• [Data entries]

——————

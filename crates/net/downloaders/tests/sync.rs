//! Bulk sync scenarios: a fresh node pulling a served chain in every mode.

use rbtp_blockchain::{test_utils, BlockChain};
use rbtp_chainspec::{ChainSpec, GenesisAccount, DEV};
use rbtp_db::MemoryStore;
use rbtp_downloaders::{Downloader, SyncMode, PIVOT_DISTANCE};
use futures::future::{ready, Ready};
use rbtp_interfaces::{
    p2p::{
        bodies::BodiesClient,
        download::DownloadClient,
        error::{DownloadError, PeerRequestResult},
        headers::{HeadersClient, HeadersRequest},
        priority::Priority,
        receipts::ReceiptsClient,
        state::NodeDataClient,
    },
    provider::{BlockProvider, HeaderProvider},
    test_utils::{TestBodiesClient, TestHeadersClient, TestReceiptsClient},
};
use rbtp_primitives::{
    sign_message, Address, BlockBody, Bytes, PeerId, Transaction, TransactionKind,
    TransactionSigned, WithPeerId, B256, U256,
};
use rbtp_trie::TrieDb;
use std::sync::Arc;
use tokio_util::sync::CancellationToken;

const SECRET: B256 = B256::repeat_byte(0x42);

fn transfer(nonce: u64) -> TransactionSigned {
    let tx = Transaction {
        chain_id: Some(DEV.chain_id),
        nonce,
        gas_price: 1,
        gas_limit: 21_000,
        to: TransactionKind::Call(Address::repeat_byte(0x99)),
        value: U256::from(7),
        input: Default::default(),
    };
    let signature = sign_message(SECRET, tx.signature_hash()).unwrap();
    TransactionSigned::from_transaction_and_signature(tx, signature)
}

fn spec() -> Arc<ChainSpec> {
    let mut genesis = DEV.genesis.clone();
    genesis.alloc.insert(
        transfer(0).recover_signer().unwrap(),
        GenesisAccount { balance: U256::from(u64::MAX), ..Default::default() },
    );
    Arc::new(ChainSpec::from_genesis(genesis))
}

/// One object serving all four download client roles from a canned chain.
#[derive(Debug, Default)]
struct TestSyncClient {
    headers: TestHeadersClient,
    bodies: TestBodiesClient,
    receipts: TestReceiptsClient,
    /// Content-addressed source of state nodes and code blobs.
    nodes: Option<Arc<dyn TrieDb>>,
    peer_id: PeerId,
}

impl DownloadClient for TestSyncClient {
    fn report_bad_message(&self, peer_id: PeerId) {
        self.headers.report_bad_message(peer_id);
    }

    fn num_connected_peers(&self) -> usize {
        1
    }
}

impl HeadersClient for TestSyncClient {
    type Output = <TestHeadersClient as HeadersClient>::Output;

    fn get_headers_with_priority(
        &self,
        request: HeadersRequest,
        priority: Priority,
    ) -> Self::Output {
        self.headers.get_headers_with_priority(request, priority)
    }
}

impl BodiesClient for TestSyncClient {
    type Output = <TestBodiesClient as BodiesClient>::Output;

    fn get_block_bodies_with_priority(
        &self,
        hashes: Vec<B256>,
        priority: Priority,
    ) -> Self::Output {
        self.bodies.get_block_bodies_with_priority(hashes, priority)
    }
}

impl ReceiptsClient for TestSyncClient {
    type Output = <TestReceiptsClient as ReceiptsClient>::Output;

    fn get_receipts(&self, hashes: Vec<B256>) -> Self::Output {
        self.receipts.get_receipts(hashes)
    }
}

impl NodeDataClient for TestSyncClient {
    type Output = Ready<PeerRequestResult<Vec<Bytes>>>;

    fn get_node_data(&self, hashes: Vec<B256>) -> Self::Output {
        let result = match &self.nodes {
            Some(db) => {
                hashes.iter().filter_map(|hash| db.node(*hash).map(Bytes::from)).collect()
            }
            None => Vec::new(),
        };
        ready(Ok(WithPeerId::new(self.peer_id, result)))
    }
}

/// Builds a remote chain of `height` blocks, one transfer each, and a
/// client serving it, state nodes included.
fn remote_chain(height: u64) -> (Arc<BlockChain<MemoryStore>>, Arc<TestSyncClient>) {
    let chain = Arc::new(test_utils::test_chain(spec()));
    let miner = Address::repeat_byte(0xaa);
    for nonce in 0..height {
        let parent = chain.head().hash;
        let block = test_utils::build_block(&chain, parent, vec![transfer(nonce)], miner);
        chain.insert_block(block).unwrap();
    }

    let mut client = TestSyncClient::default();
    client.nodes = Some(Arc::clone(chain.storage()) as Arc<dyn TrieDb>);
    for number in 0..=height {
        let hash = chain.canonical_hash(number).unwrap().unwrap();
        let header = chain.header(hash).unwrap().unwrap();
        client.headers.extend([header]);

        let body = chain.block_body(hash).unwrap().unwrap();
        client.bodies.insert(
            hash,
            BlockBody { transactions: body.transactions, ommers: body.ommers },
        );

        let receipts = chain.receipts(hash).unwrap().unwrap();
        client
            .receipts
            .insert(hash, receipts.into_iter().map(|r| r.with_bloom()).collect());
    }

    (chain, Arc::new(client))
}

fn local_node(
    mode: SyncMode,
    client: Arc<TestSyncClient>,
) -> (Arc<BlockChain<MemoryStore>>, Downloader<rbtp_interfaces::test_utils::TestConsensus, TestSyncClient, BlockChain<MemoryStore>>) {
    let chain = Arc::new(test_utils::test_chain(spec()));
    let consensus = Arc::new(rbtp_interfaces::test_utils::TestConsensus::default());
    let state_store: Arc<dyn TrieDb> = Arc::clone(chain.storage()) as Arc<dyn TrieDb>;
    let downloader = Downloader::new(
        mode,
        consensus,
        client,
        Arc::clone(&chain),
        Arc::clone(&chain) as Arc<dyn BlockProvider>,
        state_store,
    );
    (chain, downloader)
}

#[tokio::test]
async fn full_sync_reaches_the_target() {
    let (remote, client) = remote_chain(20);
    let (local, downloader) = local_node(SyncMode::Full, client);

    let outcome =
        downloader.run(remote.head().hash, CancellationToken::new()).await.unwrap();
    assert_eq!(outcome.imported, 20);
    assert_eq!(local.head().hash, remote.head().hash);
    assert_eq!(local.head().number, 20);

    // the replayed state matches the remote's
    let beneficiary = Address::repeat_byte(0x99);
    let mut local_state = local.state_at_head();
    assert_eq!(local_state.balance(beneficiary).unwrap(), U256::from(7 * 20));
}

#[tokio::test]
async fn full_sync_spans_multiple_skeleton_sections() {
    // tall enough that the skeleton phase (192-spaced pivots) kicks in,
    // with a contiguous tail after the last pivot
    let (remote, client) = remote_chain(400);
    let (local, downloader) = local_node(SyncMode::Full, client);

    let outcome =
        downloader.run(remote.head().hash, CancellationToken::new()).await.unwrap();
    assert_eq!(outcome.imported, 400);
    assert_eq!(local.head().hash, remote.head().hash);
    for number in [1u64, 192, 193, 384, 400] {
        assert_eq!(
            local.canonical_hash(number).unwrap(),
            remote.canonical_hash(number).unwrap()
        );
    }
}

#[tokio::test]
async fn full_sync_is_idempotent_at_the_tip() {
    let (remote, client) = remote_chain(5);
    let (local, downloader) = local_node(SyncMode::Full, client);

    downloader.run(remote.head().hash, CancellationToken::new()).await.unwrap();
    let again = downloader.run(remote.head().hash, CancellationToken::new()).await.unwrap();
    assert_eq!(again.imported, 0);
    assert_eq!(local.head().hash, remote.head().hash);
}

#[tokio::test]
async fn light_sync_keeps_headers_only() {
    let (remote, client) = remote_chain(12);
    let (local, downloader) = local_node(SyncMode::Light, client);

    let outcome =
        downloader.run(remote.head().hash, CancellationToken::new()).await.unwrap();
    assert_eq!(outcome.imported, 12);

    // headers are canonical, bodies never arrived
    let tip_hash = local.canonical_hash(12).unwrap().unwrap();
    assert_eq!(tip_hash, remote.head().hash);
    assert!(local.header(tip_hash).unwrap().is_some());
    assert!(local.block_body(tip_hash).unwrap().is_none());
}

#[tokio::test]
async fn fast_sync_pivots_and_catches_up() {
    let height = PIVOT_DISTANCE + 36;
    let (remote, client) = remote_chain(height);
    let (local, downloader) = local_node(SyncMode::Fast, client);

    let outcome =
        downloader.run(remote.head().hash, CancellationToken::new()).await.unwrap();
    assert_eq!(outcome.imported, height);
    assert_eq!(local.head().hash, remote.head().hash);

    let pivot_number = height - PIVOT_DISTANCE;
    let pivot_hash = local.canonical_hash(pivot_number).unwrap().unwrap();
    let pivot_header = local.header(pivot_hash).unwrap().unwrap();

    // the pivot state arrived in full: accounts are readable at its root
    let mut pivot_state = local.state_at(pivot_header.state_root);
    assert_eq!(
        pivot_state.balance(Address::repeat_byte(0x99)).unwrap(),
        U256::from(7 * pivot_number)
    );

    // bodies and receipts below the pivot landed without execution
    assert!(local.block_body(pivot_hash).unwrap().is_some());
    assert!(local.receipts(pivot_hash).unwrap().is_some());

    // state of an early block was never downloaded
    let early_hash = local.canonical_hash(1).unwrap().unwrap();
    let early_root = local.header(early_hash).unwrap().unwrap().state_root;
    let local_nodes: Arc<dyn TrieDb> = Arc::clone(local.storage()) as Arc<dyn TrieDb>;
    assert!(!local_nodes.contains_node(early_root), "early state must be absent");
}

#[tokio::test]
async fn unknown_target_fails_cleanly() {
    let (_remote, client) = remote_chain(3);
    let (_local, downloader) = local_node(SyncMode::Full, client);

    let result = downloader.run(B256::repeat_byte(0x13), CancellationToken::new()).await;
    assert!(matches!(result, Err(DownloadError::EmptyResponse)));
}

#[tokio::test]
async fn cancellation_stops_the_run() {
    let (remote, client) = remote_chain(10);
    let (_local, downloader) = local_node(SyncMode::Full, client);

    let cancel = CancellationToken::new();
    cancel.cancel();
    let result = downloader.run(remote.head().hash, cancel).await;
    assert!(matches!(result, Err(DownloadError::Cancelled)));
}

——————

• [WHAT IS NEEDED]
Please write out the lines that run from the one with "at its root" to the end of the records, both included, exactly as they appear.

• [RESULT OF THE EXERCISE]
    // the pivot state arrived in full: accounts are readable at its root
    let mut pivot_state = local.state_at(pivot_header.state_root);
    assert_eq!(
        pivot_state.balance(Address::repeat_byte(0x99)).unwrap(),
        U256::from(7 * pivot_number)
    );

    // bodies and receipts below the pivot landed without execution
    assert!(local.block_body(pivot_hash).unwrap().is_some());
    assert!(local.receipts(pivot_hash).unwrap().is_some());

    // state of an early block was never downloaded
    let early_hash = local.canonical_hash(1).unwrap().unwrap();
    let early_root = local.header(early_hash).unwrap().unwrap().state_root;
    let local_nodes: Arc<dyn TrieDb> = Arc::clone(local.storage()) as Arc<dyn TrieDb>;
    assert!(!local_nodes.contains_node(early_root), "early state must be absent");
}

#[tokio::test]
async fn unknown_target_fails_cleanly() {
    let (_remote, client) = remote_chain(3);
    let (_local, downloader) = local_node(SyncMode::Full, client);

    let result = downloader.run(B256::repeat_byte(0x13), CancellationToken::new()).await;
    assert!(matches!(result, Err(DownloadError::EmptyResponse)));
}

#[tokio::test]
async fn cancellation_stops_the_run() {
    let (remote, client) = remote_chain(10);
    let (_local, downloader) = local_node(SyncMode::Full, client);

    let cancel = CancellationToken::new();
    cancel.cancel();
    let result = downloader.run(remote.head().hash, cancel).await;
    assert!(matches!(result, Err(DownloadError::Cancelled)));
}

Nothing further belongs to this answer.